Milo's house was easy to find. A half dozen bicycles were strung about the front porch. I parked and laid on the stoop till I heard the door. She was due in for a shift at Mimi's Bar in an hour, but we caught up and did a tour of the house. I managed to squeeze the bike into the backyard, where I stripped it of luggage and chained it securely to the fence railing. Soon, a knock at the door. I was surprised to find Kel, NoDance, and Gunker from back home. I'd heard they too were traveling the States, but hadn't counted on such a well-timed rendezvous. I was excited for the company and decided to stay an extra night.
We walked to the French Quarter for some quick dinner and Turkish coffee. On Milo's recommendation, we stopped in for a performance at the Iron Rail Bookshop. We were again met with the strange coincidence of the highway-bound. Ry, Fitz, and One-feather were standing on the corner outside. I hadn't seen One-feather since he'd left for Washington years ago. He explained that he'd just arrived in New Orleans three days ago, eager to make a home. Fitz and Ry had left Philadelphia on bicycles in October and gotten stuck (happily) in old NOLA.

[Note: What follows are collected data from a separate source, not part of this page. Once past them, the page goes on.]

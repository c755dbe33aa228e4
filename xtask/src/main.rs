use anyhow::Result;
use clap::{Parser, Subcommand};
use std::process::Command;

#[derive(Parser)]
#[command(name = "xtask")]
#[command(about = "Tasks for the project", long_about = None)]
struct Cli {
    #[command(subcommand)]
    command: Commands,
}

#[derive(Subcommand)]
enum Commands {
    /// Build the workspace
    Build,
    /// Run every test in the workspace
    Test,
    /// Run the CLI demo against the simulated sensor
    Demo {
        /// Frames to print
        #[arg(short, long, default_value_t = 10)]
        frames: usize,
    },
}

fn cargo(args: &[&str], what: &str) -> Result<()> {
    let status = Command::new("cargo").args(args).status()?;
    if !status.success() {
        anyhow::bail!("{what} failed");
    }
    Ok(())
}

fn main() -> Result<()> {
    let cli = Cli::parse();

    match &cli.command {
        Commands::Build => {
            println!("Building workspace...");
            cargo(&["build", "--workspace"], "Build")?;
        }
        Commands::Test => {
            println!("Testing workspace...");
            cargo(&["test", "--workspace"], "Tests")?;
        }
        Commands::Demo { frames } => {
            println!("Running demo...");
            let frames = frames.to_string();
            cargo(
                &["run", "-p", "tofctl", "--", "demo", "--frames", &frames],
                "Demo",
            )?;
        }
    }

    Ok(())
}
//! Point-sequence primitives: length, arc-length resampling, compression,
//! reversal and affine transforms.
//!
//! Every function takes the input sequence by slice and returns a freshly
//! allocated sequence; nothing here mutates its input.
//!
//! # Example
//!
//! ```ignore
//! use streamlines::geom::{Point3, compress, resample, CompressOptions};
//!
//! let points = vec![Point3::new(0.0, 0.0, 0.0), Point3::new(10.0, 0.0, 0.0)];
//! let dense = resample(&points, 11)?;
//! let (sparse, diag) = compress(&dense, CompressOptions::default());
//! assert_eq!(sparse.len(), 2);
//! ```

use serde::{Deserialize, Serialize};

use super::core::{Point3, Tolerance, Transform};
use super::error::GeomError;

// ============================================================================
// Length
// ============================================================================

/// Total polyline arc length. Sequences with fewer than 2 points have
/// length 0.
#[must_use]
pub fn length(points: &[Point3]) -> f64 {
    points
        .windows(2)
        .map(|pair| pair[0].distance_to(pair[1]))
        .sum()
}

/// Arc length from the first point to every vertex. The first entry is
/// always 0 and the result has one entry per input point.
#[must_use]
pub fn cumulative_lengths(points: &[Point3]) -> Vec<f64> {
    let mut lengths = Vec::with_capacity(points.len());
    if points.is_empty() {
        return lengths;
    }

    let mut total = 0.0;
    lengths.push(total);
    for pair in points.windows(2) {
        total += pair[0].distance_to(pair[1]);
        lengths.push(total);
    }
    lengths
}

// ============================================================================
// Resample
// ============================================================================

/// Sample count used when a caller has no specific resolution in mind.
pub const DEFAULT_RESAMPLE_COUNT: usize = 20;

/// Resamples a polyline to `count` points evenly spaced by arc length.
///
/// The first and last samples are the original endpoints. Interior samples
/// are linear interpolations inside the bracketing original segment.
///
/// Degenerate inputs do not fail: an empty sequence yields `count` origin
/// points, and a single point or a sequence with zero total length yields
/// `count` copies of its first point.
///
/// # Errors
/// [`GeomError::InvalidSampleCount`] when `count < 2`.
pub fn resample(points: &[Point3], count: usize) -> Result<Vec<Point3>, GeomError> {
    if count < 2 {
        return Err(GeomError::InvalidSampleCount(count));
    }
    Ok(resample_unchecked(points, count))
}

/// Body of [`resample`]; callers guarantee `count >= 2`.
#[allow(clippy::cast_precision_loss)]
pub(crate) fn resample_unchecked(points: &[Point3], count: usize) -> Vec<Point3> {
    let Some(&first) = points.first() else {
        return vec![Point3::ORIGIN; count];
    };

    let cumulative = cumulative_lengths(points);
    let total = cumulative[cumulative.len() - 1];
    if points.len() == 1 || Tolerance::ZERO_LENGTH.is_zero_length(total) {
        return vec![first; count];
    }

    let last_index = points.len() - 1;
    let step = total / (count - 1) as f64;

    let mut samples = Vec::with_capacity(count);
    samples.push(first);

    // `segment` is the index of the end vertex of the current segment.
    let mut segment = 1;
    for step_index in 1..count - 1 {
        let target = step * step_index as f64;
        while segment < last_index && cumulative[segment] < target {
            segment += 1;
        }

        let start_length = cumulative[segment - 1];
        let segment_length = cumulative[segment] - start_length;
        let t = if Tolerance::ZERO_LENGTH.is_zero_length(segment_length) {
            0.0
        } else {
            ((target - start_length) / segment_length).clamp(0.0, 1.0)
        };
        samples.push(points[segment - 1].lerp(points[segment], t));
    }

    samples.push(points[last_index]);
    samples
}

// ============================================================================
// Compress
// ============================================================================

/// Options for lossy compression.
#[derive(Debug, Clone, Copy, PartialEq, Serialize, Deserialize)]
pub struct CompressOptions {
    /// Maximum distance a dropped point may lie from the segment replacing it.
    pub tolerance: f64,
    /// Longest segment compression may create.
    pub max_segment_length: f64,
}

impl CompressOptions {
    #[must_use]
    pub const fn new(tolerance: f64) -> Self {
        Self {
            tolerance,
            max_segment_length: 10.0,
        }
    }

    #[must_use]
    pub const fn with_max_segment_length(mut self, length: f64) -> Self {
        self.max_segment_length = length;
        self
    }
}

impl Default for CompressOptions {
    fn default() -> Self {
        Self::new(0.01)
    }
}

/// Diagnostics for compression.
#[derive(Debug, Clone, Default, PartialEq)]
pub struct CompressDiagnostics {
    pub input_point_count: usize,
    pub output_point_count: usize,
    pub points_removed: usize,
}

/// Removes points lying within `tolerance` of the segment joining their
/// retained neighbours.
///
/// Scans forward from the last retained point (the anchor), extending the
/// candidate segment one vertex at a time while every skipped vertex stays
/// within tolerance and the segment stays shorter than
/// `max_segment_length`. When an extension fails the previous candidate is
/// retained and becomes the new anchor. Endpoints are always kept, so the
/// result never has fewer than 2 points unless the input did.
#[must_use]
pub fn compress(
    points: &[Point3],
    options: CompressOptions,
) -> (Vec<Point3>, CompressDiagnostics) {
    let mut diagnostics = CompressDiagnostics {
        input_point_count: points.len(),
        ..Default::default()
    };

    if points.len() <= 2 {
        diagnostics.output_point_count = points.len();
        return (points.to_vec(), diagnostics);
    }

    let tolerance = if options.tolerance.is_finite() {
        options.tolerance.max(0.0)
    } else {
        0.0
    };
    let max_segment_length =
        if options.max_segment_length.is_finite() && options.max_segment_length > 0.0 {
            options.max_segment_length
        } else {
            f64::INFINITY
        };

    let last_index = points.len() - 1;
    let mut kept = vec![points[0]];
    let mut anchor = 0;
    let mut candidate = 1;
    let mut end = 2;

    while end <= last_index {
        if segment_covers(points, anchor, end, tolerance, max_segment_length) {
            candidate = end;
            end += 1;
        } else {
            kept.push(points[candidate]);
            anchor = candidate;
            candidate = anchor + 1;
            end = anchor + 2;
        }
    }
    kept.push(points[last_index]);

    diagnostics.output_point_count = kept.len();
    diagnostics.points_removed = points.len() - kept.len();
    (kept, diagnostics)
}

fn segment_covers(
    points: &[Point3],
    start: usize,
    end: usize,
    tolerance: f64,
    max_segment_length: f64,
) -> bool {
    let a = points[start];
    let b = points[end];
    if a.distance_to(b) > max_segment_length {
        return false;
    }
    points[start + 1..end]
        .iter()
        .all(|p| point_segment_distance(*p, a, b) <= tolerance)
}

/// Distance from `point` to the closed segment `a`–`b`.
#[must_use]
pub fn point_segment_distance(point: Point3, a: Point3, b: Point3) -> f64 {
    let ab = b - a;
    let ap = point - a;
    let ab_len_sq = ab.length_squared();
    if ab_len_sq <= Tolerance::ZERO_LENGTH.eps {
        return ap.length();
    }
    let t = (ap.dot(ab) / ab_len_sq).clamp(0.0, 1.0);
    point.distance_to(a + ab * t)
}

// ============================================================================
// Reverse / Transform
// ============================================================================

/// The same pathway traversed from the other end.
#[must_use]
pub fn reverse(points: &[Point3]) -> Vec<Point3> {
    points.iter().rev().copied().collect()
}

/// Maps every point through `affine` (homogeneous multiply, then
/// de-homogenize).
#[must_use]
pub fn transform(points: &[Point3], affine: &Transform) -> Vec<Point3> {
    points.iter().map(|p| affine.apply_point(*p)).collect()
}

Our gang grew and we relocated to the French Quarter, where we drank tallboy beers on the street corner and swapped stories. Ry and Fitz knew half the kids in town and we had a stream of strange folks merging and moving through our circle. A brass band rang out from a bar a half block down. Red and blue neon poured from the storefronts, giving gleam to the horde that moved up and down Frenchman St. The night ran on, from bar to bar, streetcorner to streetcorner, until we found ourselves back at Milo's, exhausted, over-drunk, and an hour shy of sunrise. We made spaces on the hardwood foor and passed into dark, deep sleep.